Gap filling is an exercise where a sentence or a short passage has one or more missing words. You must choose the correct word from given options or fill in the blank with an appropriate word of your own. These exercises test your understanding of grammar rules, sentence structure, and vocabulary. The most commonly tested areas are tenses, articles, prepositions, and modals. To fill a gap correctly, you must read the whole sentence, understand its meaning, and apply the relevant grammar rule.
2. Filling Gaps with Correct Tenses
The tense of a verb tells us when an action happens — present, past, or future. In gap‑filling, look for clue words to choose the correct tense:
- Present Simple: Habits, universal truths, facts. Clues: every day, always, usually.
Example: The sun ___ (rise) in the east. → rises - Present Continuous: Actions happening now. Clues: now, at this moment, Look!
Example: Look! The children ___ (play) in the garden. → are playing - Past Simple: Completed actions in the past. Clues: yesterday, last week, ago.
Example: She ___ (visit) her grandmother yesterday. → visited - Future Simple: Actions that will happen. Clues: tomorrow, next year, soon.
Example: We ___ (go) to the museum next Sunday. → will go
Always check if the sentence has a helping verb and match the subject with the verb form.

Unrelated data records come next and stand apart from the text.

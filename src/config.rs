use clap::{ArgAction, Parser};

use crate::types::{PipelineError, Result};

/// Batch social-content pipeline: fetch, dedupe, rank, enrich, persist.
///
/// Every option is available both as a flag and as an environment variable;
/// the parsed struct is constructed once in `main` and passed by reference
/// into the pipeline and collaborators.
#[derive(Debug, Clone, Parser)]
#[command(name = "pulse-aggregator", version, about)]
pub struct PipelineConfig {
    /// Enable the Reddit source.
    #[arg(long, env = "REDDIT_ENABLED", action = ArgAction::Set, default_value_t = true)]
    pub reddit_enabled: bool,

    /// Enable the Hacker News source.
    #[arg(long, env = "HACKERNEWS_ENABLED", action = ArgAction::Set, default_value_t = false)]
    pub hackernews_enabled: bool,

    /// Enable the Product Hunt source.
    #[arg(long, env = "PRODUCTHUNT_ENABLED", action = ArgAction::Set, default_value_t = false)]
    pub producthunt_enabled: bool,

    #[arg(long, env = "REDDIT_CLIENT_ID", hide_env_values = true)]
    pub reddit_client_id: Option<String>,

    #[arg(long, env = "REDDIT_CLIENT_SECRET", hide_env_values = true)]
    pub reddit_client_secret: Option<String>,

    #[arg(long, env = "REDDIT_USER_AGENT", default_value = "pulse-aggregator/0.1.0")]
    pub reddit_user_agent: String,

    /// Subreddits to pull from, comma separated.
    #[arg(
        long,
        env = "SUBREDDITS",
        value_delimiter = ',',
        default_value = "technology,programming"
    )]
    pub subreddits: Vec<String>,

    /// Recency window applied to fetched items.
    #[arg(long, env = "LOOKBACK_DAYS", default_value_t = 30)]
    pub lookback_days: i64,

    /// Items must have strictly more comments than this to proceed.
    #[arg(long, env = "MIN_COMMENTS", default_value_t = 5)]
    pub min_comments: i64,

    /// How many ranked items are selected for enrichment.
    #[arg(long, env = "TOP_N_POSTS", default_value_t = 20)]
    pub top_n: usize,

    /// How many top comments feed each summary.
    #[arg(long, env = "TOP_K_COMMENTS", default_value_t = 5)]
    pub top_k_comments: usize,

    #[arg(long, env = "HTTP_TIMEOUT_SECONDS", default_value_t = 60)]
    pub http_timeout_secs: u64,

    #[arg(long, env = "OPENAI_API_KEY", hide_env_values = true)]
    pub openai_api_key: Option<String>,

    #[arg(long, env = "LLM_MODEL_SUMMARISER", default_value = "gpt-4o-mini")]
    pub summarizer_model: String,

    #[arg(long, env = "LLM_MODEL_INSIGHTS", default_value = "gpt-4o-mini")]
    pub insight_model: String,

    #[arg(long, env = "EMBEDDINGS_MODEL", default_value = "text-embedding-3-large")]
    pub embedding_model: String,

    #[arg(long, env = "EMBEDDINGS_DIM", default_value_t = 3072)]
    pub embedding_dim: usize,

    #[arg(long, env = "PRODUCTHUNT_TOKEN", hide_env_values = true)]
    pub producthunt_token: Option<String>,

    /// Optional Slack webhook for the end-of-run summary.
    #[arg(long, env = "SLACK_WEBHOOK_URL", hide_env_values = true)]
    pub slack_webhook_url: Option<String>,

    #[arg(long, env = "DATABASE_URL", hide_env_values = true)]
    pub database_url: String,
}

impl PipelineConfig {
    /// Check cross-field requirements that clap cannot express. Failures
    /// here are fatal: no stage runs on a half-configured process.
    pub fn validate(&self) -> Result<()> {
        if self.reddit_enabled
            && (self.reddit_client_id.is_none() || self.reddit_client_secret.is_none())
        {
            return Err(PipelineError::Config(
                "REDDIT_CLIENT_ID and REDDIT_CLIENT_SECRET are required when Reddit is enabled"
                    .to_string(),
            ));
        }
        if self.producthunt_enabled && self.producthunt_token.is_none() {
            return Err(PipelineError::Config(
                "PRODUCTHUNT_TOKEN is required when Product Hunt is enabled".to_string(),
            ));
        }
        if self.openai_api_key.is_none() {
            return Err(PipelineError::Config(
                "OPENAI_API_KEY is required for the enrichment stage".to_string(),
            ));
        }
        if self.embedding_dim == 0 {
            return Err(PipelineError::Config(
                "EMBEDDINGS_DIM must be positive".to_string(),
            ));
        }
        Ok(())
    }
}
use async_trait::async_trait;
use tracing::info;

use super::OpenAiClient;
use crate::types::Result;

/// Batch embedding collaborator.
///
/// Returns one vector per input text in order. Empty/whitespace-only inputs
/// map to an explicit empty vector without a remote call; non-empty vectors
/// are padded or truncated to the configured dimension.
#[async_trait]
pub trait Embedder: Send + Sync {
    async fn embed(&self, texts: &[String]) -> Result<Vec<Vec<f64>>>;
}

/// Positions and contents of the inputs that actually go to the API.
fn non_blank(texts: &[String]) -> Vec<(usize, &str)> {
    texts
        .iter()
        .enumerate()
        .filter(|(_, t)| !t.trim().is_empty())
        .map(|(i, t)| (i, t.as_str()))
        .collect()
}

/// Place returned vectors back at their original positions, padding or
/// truncating each to `dim`. Blank positions keep an empty vector.
fn restore_positions(
    len: usize,
    indexed: Vec<(usize, &str)>,
    vectors: Vec<Vec<f64>>,
    dim: usize,
) -> Vec<Vec<f64>> {
    let mut result: Vec<Vec<f64>> = vec![Vec::new(); len];
    for ((orig_idx, _), mut vector) in indexed.into_iter().zip(vectors) {
        vector.resize(dim, 0.0);
        result[orig_idx] = vector;
    }
    result
}

#[async_trait]
impl Embedder for OpenAiClient {
    async fn embed(&self, texts: &[String]) -> Result<Vec<Vec<f64>>> {
        info!("Embedding {} texts", texts.len());
        if texts.is_empty() {
            return Ok(Vec::new());
        }

        let indexed = non_blank(texts);
        if indexed.is_empty() {
            return Ok(vec![Vec::new(); texts.len()]);
        }

        let inputs: Vec<&str> = indexed.iter().map(|(_, t)| *t).collect();
        let vectors = self.embed_batch(&inputs).await?;
        Ok(restore_positions(texts.len(), indexed, vectors, self.embedding_dim))
    }
}
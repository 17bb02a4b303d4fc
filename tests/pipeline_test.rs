use std::collections::HashSet;
use std::sync::{Arc, Mutex};

use async_trait::async_trait;
use chrono::{DateTime, Duration, Utc};
use url::Url;

use pulse_aggregator::llm::{Embedder, InsightGenerator, Summarizer};
use pulse_aggregator::sources::SourceClient;
use pulse_aggregator::storage::Store;
use pulse_aggregator::types::{
    Comment, ContentItem, InsightRecord, PipelineError, Result, StructuredInsight,
    StructuredSummary, UpsertResult,
};
use pulse_aggregator::{Pipeline, PipelineConfig, RetryPolicy};

fn test_config() -> PipelineConfig {
    PipelineConfig {
        reddit_enabled: true,
        hackernews_enabled: false,
        producthunt_enabled: false,
        reddit_client_id: Some("id".to_string()),
        reddit_client_secret: Some("secret".to_string()),
        reddit_user_agent: "pulse-aggregator-tests/0.1".to_string(),
        subreddits: vec!["technology".to_string()],
        lookback_days: 30,
        min_comments: 0,
        top_n: 20,
        top_k_comments: 5,
        http_timeout_secs: 5,
        openai_api_key: Some("sk-test".to_string()),
        summarizer_model: "mock".to_string(),
        insight_model: "mock".to_string(),
        embedding_model: "mock".to_string(),
        embedding_dim: 8,
        producthunt_token: None,
        slack_webhook_url: None,
        database_url: "postgres://unused".to_string(),
    }
}

fn fast_retry() -> RetryPolicy {
    RetryPolicy::new(
        2,
        std::time::Duration::from_millis(1),
        std::time::Duration::from_millis(2),
    )
}

fn item(id: &str, source: &str, score: i64, created_utc: DateTime<Utc>) -> ContentItem {
    ContentItem {
        id: id.to_string(),
        source: source.to_string(),
        title: format!("title {id}"),
        author: "user".to_string(),
        url: Url::parse("https://example.com/post").unwrap(),
        score,
        num_comments: 10,
        created_utc,
        topic: Some("technology".to_string()),
        text: Some("body".to_string()),
    }
}

struct MockSource {
    source_name: &'static str,
    items: Vec<ContentItem>,
    fail: bool,
}

#[async_trait]
impl SourceClient for MockSource {
    fn name(&self) -> &'static str {
        self.source_name
    }

    async fn fetch_top_items(
        &self,
        _topics: &[String],
        _since: DateTime<Utc>,
        _limit_per_topic: usize,
    ) -> Result<Vec<ContentItem>> {
        if self.fail {
            return Err(PipelineError::Api {
                status: 500,
                message: "source down".to_string(),
            });
        }
        Ok(self.items.clone())
    }

    async fn fetch_comments(&self, item_id: &str, _limit: usize) -> Result<Vec<Comment>> {
        Ok(vec![Comment {
            id: format!("c-{item_id}"),
            body: "a comment".to_string(),
            score: 3,
            author: "commenter".to_string(),
        }])
    }
}

struct MockSummarizer;

#[async_trait]
impl Summarizer for MockSummarizer {
    async fn summarize(
        &self,
        item: &ContentItem,
        _top_comments: &[Comment],
    ) -> Result<StructuredSummary> {
        // An empty title yields an empty summary so tests can exercise the
        // blank-embedding path.
        let summary = if item.title.is_empty() {
            String::new()
        } else {
            format!("summary of {}", item.id)
        };
        Ok(StructuredSummary {
            summary,
            ..StructuredSummary::default()
        })
    }
}

struct MockInsightGenerator;

#[async_trait]
impl InsightGenerator for MockInsightGenerator {
    async fn derive_insights(&self, _summary: &StructuredSummary) -> Result<StructuredInsight> {
        Ok(StructuredInsight {
            confidence: 0.9,
            short_rationale: "mock rationale".to_string(),
            ..StructuredInsight::default()
        })
    }
}

/// Records every batch it receives and honours the blank-input contract.
#[derive(Clone, Default)]
struct MockEmbedder {
    dim: usize,
    batches: Arc<Mutex<Vec<Vec<String>>>>,
}

#[async_trait]
impl Embedder for MockEmbedder {
    async fn embed(&self, texts: &[String]) -> Result<Vec<Vec<f64>>> {
        self.batches.lock().unwrap().push(texts.to_vec());
        Ok(texts
            .iter()
            .map(|t| {
                if t.trim().is_empty() {
                    Vec::new()
                } else {
                    vec![1.0; self.dim]
                }
            })
            .collect())
    }
}

#[derive(Default)]
struct StoreInner {
    item_ids: Mutex<HashSet<String>>,
    insight_ids: Mutex<HashSet<String>>,
    embedding_keys: Mutex<HashSet<(String, String)>>,
    embedding_dims: Mutex<Vec<(String, usize)>>,
}

#[derive(Clone, Default)]
struct MockStore(Arc<StoreInner>);

#[async_trait]
impl Store for MockStore {
    async fn upsert_items(&self, items: &[ContentItem]) -> Result<UpsertResult> {
        let mut result = UpsertResult::default();
        let mut seen = self.0.item_ids.lock().unwrap();
        for item in items {
            if seen.insert(item.id.clone()) {
                result.inserted += 1;
            } else {
                result.updated += 1;
            }
        }
        Ok(result)
    }

    async fn upsert_insight(&self, record: &InsightRecord) -> Result<UpsertResult> {
        let inserted = self.0.insight_ids.lock().unwrap().insert(record.id.clone());
        Ok(UpsertResult {
            inserted: inserted as u64,
            updated: (!inserted) as u64,
        })
    }

    async fn upsert_embedding(
        &self,
        entity_type: &str,
        entity_id: &str,
        vector: &[f64],
    ) -> Result<UpsertResult> {
        let inserted = self
            .0
            .embedding_keys
            .lock()
            .unwrap()
            .insert((entity_type.to_string(), entity_id.to_string()));
        self.0
            .embedding_dims
            .lock()
            .unwrap()
            .push((entity_id.to_string(), vector.len()));
        Ok(UpsertResult {
            inserted: inserted as u64,
            updated: (!inserted) as u64,
        })
    }
}

fn build_pipeline(
    config: PipelineConfig,
    sources: Vec<Box<dyn SourceClient>>,
    embedder: MockEmbedder,
    store: MockStore,
) -> Pipeline {
    Pipeline::new(
        config,
        sources,
        Box::new(MockSummarizer),
        Box::new(MockInsightGenerator),
        Box::new(embedder),
        Box::new(store),
    )
    .with_retry_policy(fast_retry())
}

#[tokio::test]
async fn failing_source_does_not_abort_the_run() {
    let now = Utc::now();
    let sources: Vec<Box<dyn SourceClient>> = vec![
        Box::new(MockSource {
            source_name: "reddit",
            items: vec![item("r1", "reddit", 100, now), item("r2", "reddit", 50, now)],
            fail: false,
        }),
        Box::new(MockSource {
            source_name: "hackernews",
            items: Vec::new(),
            fail: true,
        }),
    ];
    let store = MockStore::default();
    let embedder = MockEmbedder {
        dim: 8,
        ..MockEmbedder::default()
    };
    let pipeline = build_pipeline(test_config(), sources, embedder, store.clone());

    let report = pipeline.run().await;

    assert_eq!(report.fetched, 2);
    assert_eq!(report.selected, 2);
    assert!(report.failures >= 1, "the failing source must be recorded");
    assert_eq!(store.0.item_ids.lock().unwrap().len(), 2);
}

#[tokio::test]
async fn duplicates_collapse_and_top_n_bounds_selection() {
    let now = Utc::now();
    let sources: Vec<Box<dyn SourceClient>> = vec![
        Box::new(MockSource {
            source_name: "reddit",
            items: vec![
                item("a", "reddit", 500, now),
                item("b", "reddit", 100, now),
                item("c", "reddit", 10, now),
            ],
            fail: false,
        }),
        Box::new(MockSource {
            source_name: "hackernews",
            // "a" collides across sources and must collapse to one item.
            items: vec![item("a", "hackernews", 1, now)],
            fail: false,
        }),
    ];
    let mut config = test_config();
    config.top_n = 2;
    let store = MockStore::default();
    let embedder = MockEmbedder {
        dim: 8,
        ..MockEmbedder::default()
    };
    let pipeline = build_pipeline(config, sources, embedder, store.clone());

    let report = pipeline.run().await;

    assert_eq!(report.fetched, 4);
    assert_eq!(report.deduplicated, 3);
    assert_eq!(report.selected, 2);
    let stored = store.0.item_ids.lock().unwrap();
    assert!(stored.contains("a"));
    assert!(stored.contains("b"));
    assert!(!stored.contains("c"));
}

#[tokio::test]
async fn minimum_engagement_filter_drops_quiet_items() {
    let now = Utc::now();
    let mut quiet = item("quiet", "reddit", 100, now);
    quiet.num_comments = 2;
    let sources: Vec<Box<dyn SourceClient>> = vec![Box::new(MockSource {
        source_name: "reddit",
        items: vec![item("busy", "reddit", 100, now), quiet],
        fail: false,
    })];
    let mut config = test_config();
    config.min_comments = 5; // "busy" has 10 comments, "quiet" has 2
    let store = MockStore::default();
    let embedder = MockEmbedder {
        dim: 8,
        ..MockEmbedder::default()
    };
    let pipeline = build_pipeline(config, sources, embedder, store.clone());

    let report = pipeline.run().await;

    assert_eq!(report.fetched, 1);
    assert!(store.0.item_ids.lock().unwrap().contains("busy"));
    assert!(!store.0.item_ids.lock().unwrap().contains("quiet"));
}

#[tokio::test]
async fn embedding_batch_preserves_order_and_skips_blanks() {
    let now = Utc::now();
    let mut untitled = item("u1", "reddit", 10, now);
    untitled.title = String::new(); // blank title -> blank summary as well
    let sources: Vec<Box<dyn SourceClient>> = vec![Box::new(MockSource {
        source_name: "reddit",
        items: vec![item("a1", "reddit", 100, now), untitled],
        fail: false,
    })];
    let store = MockStore::default();
    let embedder = MockEmbedder {
        dim: 8,
        ..MockEmbedder::default()
    };
    let pipeline = build_pipeline(test_config(), sources, embedder.clone(), store.clone());

    let report = pipeline.run().await;

    // Batch order: title+summary per item in rank order, then insights.
    let batches = embedder.batches.lock().unwrap();
    assert_eq!(batches.len(), 1);
    let texts = &batches[0];
    assert_eq!(texts.len(), 6);
    assert_eq!(texts[0], "title a1");
    assert_eq!(texts[1], "summary of a1");
    assert_eq!(texts[2], "");
    assert_eq!(texts[3], "");

    // Blank inputs produced empty vectors, which are never persisted.
    let keys = store.0.embedding_keys.lock().unwrap();
    assert!(keys.contains(&("item".to_string(), "a1".to_string())));
    assert!(keys.contains(&("item".to_string(), "a1#summary".to_string())));
    assert!(!keys.contains(&("item".to_string(), "u1".to_string())));
    assert!(!keys.contains(&("item".to_string(), "u1#summary".to_string())));

    // Every persisted vector has the configured dimension.
    for (_, dim) in store.0.embedding_dims.lock().unwrap().iter() {
        assert_eq!(*dim, 8);
    }
    assert_eq!(report.embedded, 4); // a1 title+summary, 2 insight payloads
}

#[tokio::test]
async fn second_run_updates_instead_of_duplicating() {
    let now = Utc::now();
    let make_sources = || -> Vec<Box<dyn SourceClient>> {
        vec![Box::new(MockSource {
            source_name: "reddit",
            items: vec![item("x", "reddit", 100, now)],
            fail: false,
        })]
    };
    let store = MockStore::default();

    let first = build_pipeline(
        test_config(),
        make_sources(),
        MockEmbedder {
            dim: 8,
            ..MockEmbedder::default()
        },
        store.clone(),
    );
    let first_report = first.run().await;
    assert_eq!(first_report.persisted.updated, 0);
    assert!(first_report.persisted.inserted > 0);

    let second = build_pipeline(
        test_config(),
        make_sources(),
        MockEmbedder {
            dim: 8,
            ..MockEmbedder::default()
        },
        store.clone(),
    );
    let second_report = second.run().await;
    assert_eq!(second_report.persisted.inserted, 0);
    assert_eq!(
        second_report.persisted.updated,
        first_report.persisted.inserted
    );
    assert_eq!(store.0.item_ids.lock().unwrap().len(), 1);
}

#[tokio::test]
async fn window_filter_drops_stale_items() {
    let now = Utc::now();
    let sources: Vec<Box<dyn SourceClient>> = vec![Box::new(MockSource {
        source_name: "reddit",
        items: vec![
            item("fresh", "reddit", 10, now),
            item("stale", "reddit", 9000, now - Duration::days(90)),
        ],
        fail: false,
    })];
    let store = MockStore::default();
    let pipeline = build_pipeline(
        test_config(),
        sources,
        MockEmbedder {
            dim: 8,
            ..MockEmbedder::default()
        },
        store.clone(),
    );

    let report = pipeline.run().await;

    assert_eq!(report.fetched, 1);
    assert!(store.0.item_ids.lock().unwrap().contains("fresh"));
    assert!(!store.0.item_ids.lock().unwrap().contains("stale"));
}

3. Filling Gaps with Articles (A, An, The)
Articles are small but tricky. Remember these rules:
- "A" is used before consonant sounds. "An" before vowel sounds. Example: a book, an apple.
- "The" is used for specific things already mentioned, unique things, or superlatives.Example: I saw a dog. The dog was brown.
- No article is used for plural countable nouns and uncountable nouns when speaking generally. Example: Cats are cute. Water is essential.
4. Filling Gaps with Prepositions
Prepositions show the relationship between words. Common prepositions include in, on, at, for, with, about, to, from, by, of. Use context to decide:
- Time: at 5 PM, on Monday, in July.
- Place: in the room, on the table, at the bus stop.
- Direction: go to school, come from the market.
- Phrasal verbs / Fixed expressions: interested in, good at, afraid of.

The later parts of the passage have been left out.